--- Data provided ---

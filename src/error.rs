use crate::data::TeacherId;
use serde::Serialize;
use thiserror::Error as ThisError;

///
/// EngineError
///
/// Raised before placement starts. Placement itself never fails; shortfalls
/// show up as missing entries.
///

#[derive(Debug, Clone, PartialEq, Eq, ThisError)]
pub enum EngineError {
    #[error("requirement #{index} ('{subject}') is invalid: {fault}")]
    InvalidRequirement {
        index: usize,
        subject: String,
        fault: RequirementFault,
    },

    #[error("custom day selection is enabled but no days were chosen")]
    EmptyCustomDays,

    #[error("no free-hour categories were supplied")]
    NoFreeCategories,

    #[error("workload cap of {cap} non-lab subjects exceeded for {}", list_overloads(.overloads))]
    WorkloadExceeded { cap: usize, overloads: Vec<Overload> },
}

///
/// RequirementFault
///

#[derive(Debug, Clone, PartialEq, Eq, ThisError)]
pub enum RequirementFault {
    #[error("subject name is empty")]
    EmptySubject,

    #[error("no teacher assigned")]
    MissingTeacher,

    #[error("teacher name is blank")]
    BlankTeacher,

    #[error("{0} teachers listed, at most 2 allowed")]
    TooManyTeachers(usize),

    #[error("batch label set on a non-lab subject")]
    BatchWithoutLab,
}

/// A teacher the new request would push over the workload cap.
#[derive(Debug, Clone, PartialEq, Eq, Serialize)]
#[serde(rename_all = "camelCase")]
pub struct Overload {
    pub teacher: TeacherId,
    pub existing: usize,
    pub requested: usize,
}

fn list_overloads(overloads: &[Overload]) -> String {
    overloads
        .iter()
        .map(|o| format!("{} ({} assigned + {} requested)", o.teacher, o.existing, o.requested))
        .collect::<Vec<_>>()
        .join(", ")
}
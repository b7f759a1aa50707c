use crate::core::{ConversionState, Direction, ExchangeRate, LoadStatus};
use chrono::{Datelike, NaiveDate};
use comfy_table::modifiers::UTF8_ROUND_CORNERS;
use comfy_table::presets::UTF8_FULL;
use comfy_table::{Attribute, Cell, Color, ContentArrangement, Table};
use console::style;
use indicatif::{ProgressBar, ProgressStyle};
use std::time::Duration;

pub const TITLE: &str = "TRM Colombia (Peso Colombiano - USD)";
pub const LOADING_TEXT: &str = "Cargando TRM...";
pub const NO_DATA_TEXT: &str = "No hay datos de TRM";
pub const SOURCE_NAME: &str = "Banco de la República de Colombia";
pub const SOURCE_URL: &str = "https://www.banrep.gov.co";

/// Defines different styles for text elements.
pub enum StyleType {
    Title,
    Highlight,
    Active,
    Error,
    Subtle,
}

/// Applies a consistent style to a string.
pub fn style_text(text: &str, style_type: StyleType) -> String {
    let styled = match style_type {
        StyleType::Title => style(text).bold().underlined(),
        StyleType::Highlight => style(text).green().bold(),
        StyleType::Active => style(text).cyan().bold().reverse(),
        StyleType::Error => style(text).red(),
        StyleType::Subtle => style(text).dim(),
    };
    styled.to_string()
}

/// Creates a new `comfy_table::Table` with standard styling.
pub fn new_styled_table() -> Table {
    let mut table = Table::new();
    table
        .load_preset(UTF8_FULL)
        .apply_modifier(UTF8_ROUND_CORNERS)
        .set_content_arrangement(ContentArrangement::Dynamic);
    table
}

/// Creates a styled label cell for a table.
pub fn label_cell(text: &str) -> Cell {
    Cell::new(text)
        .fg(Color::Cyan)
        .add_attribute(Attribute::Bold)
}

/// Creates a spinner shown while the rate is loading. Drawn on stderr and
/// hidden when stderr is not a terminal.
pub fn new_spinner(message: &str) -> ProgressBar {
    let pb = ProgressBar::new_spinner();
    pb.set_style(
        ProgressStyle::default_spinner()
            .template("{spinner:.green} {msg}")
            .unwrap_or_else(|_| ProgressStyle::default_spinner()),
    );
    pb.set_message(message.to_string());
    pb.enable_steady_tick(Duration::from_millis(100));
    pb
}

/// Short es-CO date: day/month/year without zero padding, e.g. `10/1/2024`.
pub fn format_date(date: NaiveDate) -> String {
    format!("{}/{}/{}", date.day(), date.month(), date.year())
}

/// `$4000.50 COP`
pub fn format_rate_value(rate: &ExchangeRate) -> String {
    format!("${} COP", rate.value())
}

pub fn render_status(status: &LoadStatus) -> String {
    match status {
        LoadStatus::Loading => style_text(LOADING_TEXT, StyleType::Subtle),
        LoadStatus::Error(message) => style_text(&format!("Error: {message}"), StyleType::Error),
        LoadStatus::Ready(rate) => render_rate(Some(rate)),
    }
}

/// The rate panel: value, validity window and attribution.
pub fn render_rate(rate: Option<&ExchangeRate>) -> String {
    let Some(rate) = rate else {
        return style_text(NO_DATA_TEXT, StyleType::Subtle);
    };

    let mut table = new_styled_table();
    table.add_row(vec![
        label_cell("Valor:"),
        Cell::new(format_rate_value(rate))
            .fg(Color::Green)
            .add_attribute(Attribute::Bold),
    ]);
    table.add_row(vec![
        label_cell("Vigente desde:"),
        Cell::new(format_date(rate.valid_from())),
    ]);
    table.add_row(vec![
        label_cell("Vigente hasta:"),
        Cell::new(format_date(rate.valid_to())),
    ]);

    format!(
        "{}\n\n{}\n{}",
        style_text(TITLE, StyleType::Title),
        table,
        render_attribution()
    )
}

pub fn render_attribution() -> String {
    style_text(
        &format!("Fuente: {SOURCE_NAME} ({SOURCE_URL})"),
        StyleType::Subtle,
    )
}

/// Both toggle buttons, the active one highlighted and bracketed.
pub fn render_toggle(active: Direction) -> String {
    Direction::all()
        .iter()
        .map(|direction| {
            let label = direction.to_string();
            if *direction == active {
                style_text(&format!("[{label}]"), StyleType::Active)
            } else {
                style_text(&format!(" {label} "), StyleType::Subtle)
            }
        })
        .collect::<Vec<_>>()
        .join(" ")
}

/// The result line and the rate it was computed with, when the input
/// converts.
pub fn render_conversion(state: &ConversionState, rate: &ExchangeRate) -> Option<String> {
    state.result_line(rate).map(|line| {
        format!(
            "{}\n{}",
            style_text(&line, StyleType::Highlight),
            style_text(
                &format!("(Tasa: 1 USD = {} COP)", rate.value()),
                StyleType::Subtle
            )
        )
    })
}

---

* Task brief: Repeat every entry word for word.

* Result below:
filename src/error.rs
use crate::data::TeacherId;
use serde::Serialize;
use thiserror::Error as ThisError;

///
/// EngineError
///
/// Raised before placement starts. Placement itself never fails; shortfalls
/// show up as missing entries.
///

#[derive(Debug, Clone, PartialEq, Eq, ThisError)]
pub enum EngineError {
    #[error("requirement #{index} ('{subject}') is invalid: {fault}")]
    InvalidRequirement {
        index: usize,
        subject: String,
        fault: RequirementFault,
    },

    #[error("custom day selection is enabled but no days were chosen")]
    EmptyCustomDays,

    #[error("no free-hour categories were supplied")]
    NoFreeCategories,

    #[error("workload cap of {cap} non-lab subjects exceeded for {}", list_overloads(.overloads))]
    WorkloadExceeded { cap: usize, overloads: Vec<Overload> },
}

///
/// RequirementFault
///

#[derive(Debug, Clone, PartialEq, Eq, ThisError)]
pub enum RequirementFault {
    #[error("subject name is empty")]
    EmptySubject,

    #[error("no teacher assigned")]
    MissingTeacher,

    #[error("teacher name is blank")]
    BlankTeacher,

    #[error("{0} teachers listed, at most 2 allowed")]
    TooManyTeachers(usize),

    #[error("batch label set on a non-lab subject")]
    BatchWithoutLab,
}

/// A teacher the new request would push over the workload cap.
#[derive(Debug, Clone, PartialEq, Eq, Serialize)]
#[serde(rename_all = "camelCase")]
pub struct Overload {
    pub teacher: TeacherId,
    pub existing: usize,
    pub requested: usize,
}

fn list_overloads(overloads: &[Overload]) -> String {
    overloads
        .iter()
        .map(|o| format!("{} ({} assigned + {} requested)", o.teacher, o.existing, o.requested))
        .collect::<Vec<_>>()
        .join(", ")
}
repository b7f759a1aa50707c
use crate::core::{ConversionState, Direction, ExchangeRate, LoadStatus};
use chrono::{Datelike, NaiveDate};
use comfy_table::modifiers::UTF8_ROUND_CORNERS;
use comfy_table::presets::UTF8_FULL;
use comfy_table::{Attribute, Cell, Color, ContentArrangement, Table};
use console::style;
use indicatif::{ProgressBar, ProgressStyle};
use std::time::Duration;

pub const TITLE: &str = "TRM Colombia (Peso Colombiano - USD)";
pub const LOADING_TEXT: &str = "Cargando TRM...";
pub const NO_DATA_TEXT: &str = "No hay datos de TRM";
pub const SOURCE_NAME: &str = "Banco de la República de Colombia";
pub const SOURCE_URL: &str = "https://www.banrep.gov.co";

/// Defines different styles for text elements.
pub enum StyleType {
    Title,
    Highlight,
    Active,
    Error,
    Subtle,
}

/// Applies a consistent style to a string.
pub fn style_text(text: &str, style_type: StyleType) -> String {
    let styled = match style_type {
        StyleType::Title => style(text).bold().underlined(),
        StyleType::Highlight => style(text).green().bold(),
        StyleType::Active => style(text).cyan().bold().reverse(),
        StyleType::Error => style(text).red(),
        StyleType::Subtle => style(text).dim(),
    };
    styled.to_string()
}

/// Creates a new `comfy_table::Table` with standard styling.
pub fn new_styled_table() -> Table {
    let mut table = Table::new();
    table
        .load_preset(UTF8_FULL)
        .apply_modifier(UTF8_ROUND_CORNERS)
        .set_content_arrangement(ContentArrangement::Dynamic);
    table
}

/// Creates a styled label cell for a table.
pub fn label_cell(text: &str) -> Cell {
    Cell::new(text)
        .fg(Color::Cyan)
        .add_attribute(Attribute::Bold)
}

/// Creates a spinner shown while the rate is loading. Drawn on stderr and
/// hidden when stderr is not a terminal.
pub fn new_spinner(message: &str) -> ProgressBar {
    let pb = ProgressBar::new_spinner();
    pb.set_style(
        ProgressStyle::default_spinner()
            .template("{spinner:.green} {msg}")
            .unwrap_or_else(|_| ProgressStyle::default_spinner()),
    );
    pb.set_message(message.to_string());
    pb.enable_steady_tick(Duration::from_millis(100));
    pb
}

/// Short es-CO date: day/month/year without zero padding, e.g. `10/1/2024`.
pub fn format_date(date: NaiveDate) -> String {
    format!("{}/{}/{}", date.day(), date.month(), date.year())
}

/// `$4000.50 COP`
pub fn format_rate_value(rate: &ExchangeRate) -> String {
    format!("${} COP", rate.value())
}

pub fn render_status(status: &LoadStatus) -> String {
    match status {
        LoadStatus::Loading => style_text(LOADING_TEXT, StyleType::Subtle),
        LoadStatus::Error(message) => style_text(&format!("Error: {message}"), StyleType::Error),
        LoadStatus::Ready(rate) => render_rate(Some(rate)),
    }
}

/// The rate panel: value, validity window and attribution.
pub fn render_rate(rate: Option<&ExchangeRate>) -> String {
    let Some(rate) = rate else {
        return style_text(NO_DATA_TEXT, StyleType::Subtle);
    };

    let mut table = new_styled_table();
    table.add_row(vec![
        label_cell("Valor:"),
        Cell::new(format_rate_value(rate))
            .fg(Color::Green)
            .add_attribute(Attribute::Bold),
    ]);
    table.add_row(vec![
        label_cell("Vigente desde:"),
        Cell::new(format_date(rate.valid_from())),
    ]);
    table.add_row(vec![
        label_cell("Vigente hasta:"),
        Cell::new(format_date(rate.valid_to())),
    ]);

    format!(
        "{}\n\n{}\n{}",
        style_text(TITLE, StyleType::Title),
        table,
        render_attribution()
    )
}

pub fn render_attribution() -> String {
    style_text(
        &format!("Fuente: {SOURCE_NAME} ({SOURCE_URL})"),
        StyleType::Subtle,
    )
}

/// Both toggle buttons, the active one highlighted and bracketed.
pub fn render_toggle(active: Direction) -> String {
    Direction::all()
        .iter()
        .map(|direction| {
            let label = direction.to_string();
            if *direction == active {
                style_text(&format!("[{label}]"), StyleType::Active)
            } else {
                style_text(&format!(" {label} "), StyleType::Subtle)
            }
        })
        .collect::<Vec<_>>()
        .join(" ")
}

/// The result line and the rate it was computed with, when the input
/// converts.
pub fn render_conversion(state: &ConversionState, rate: &ExchangeRate) -> Option<String> {
    state.result_line(rate).map(|line| {
        format!(
            "{}\n{}",
            style_text(&line, StyleType::Highlight),
            style_text(
                &format!("(Tasa: 1 USD = {} COP)", rate.value()),
                StyleType::Subtle
            )
        )
    })
}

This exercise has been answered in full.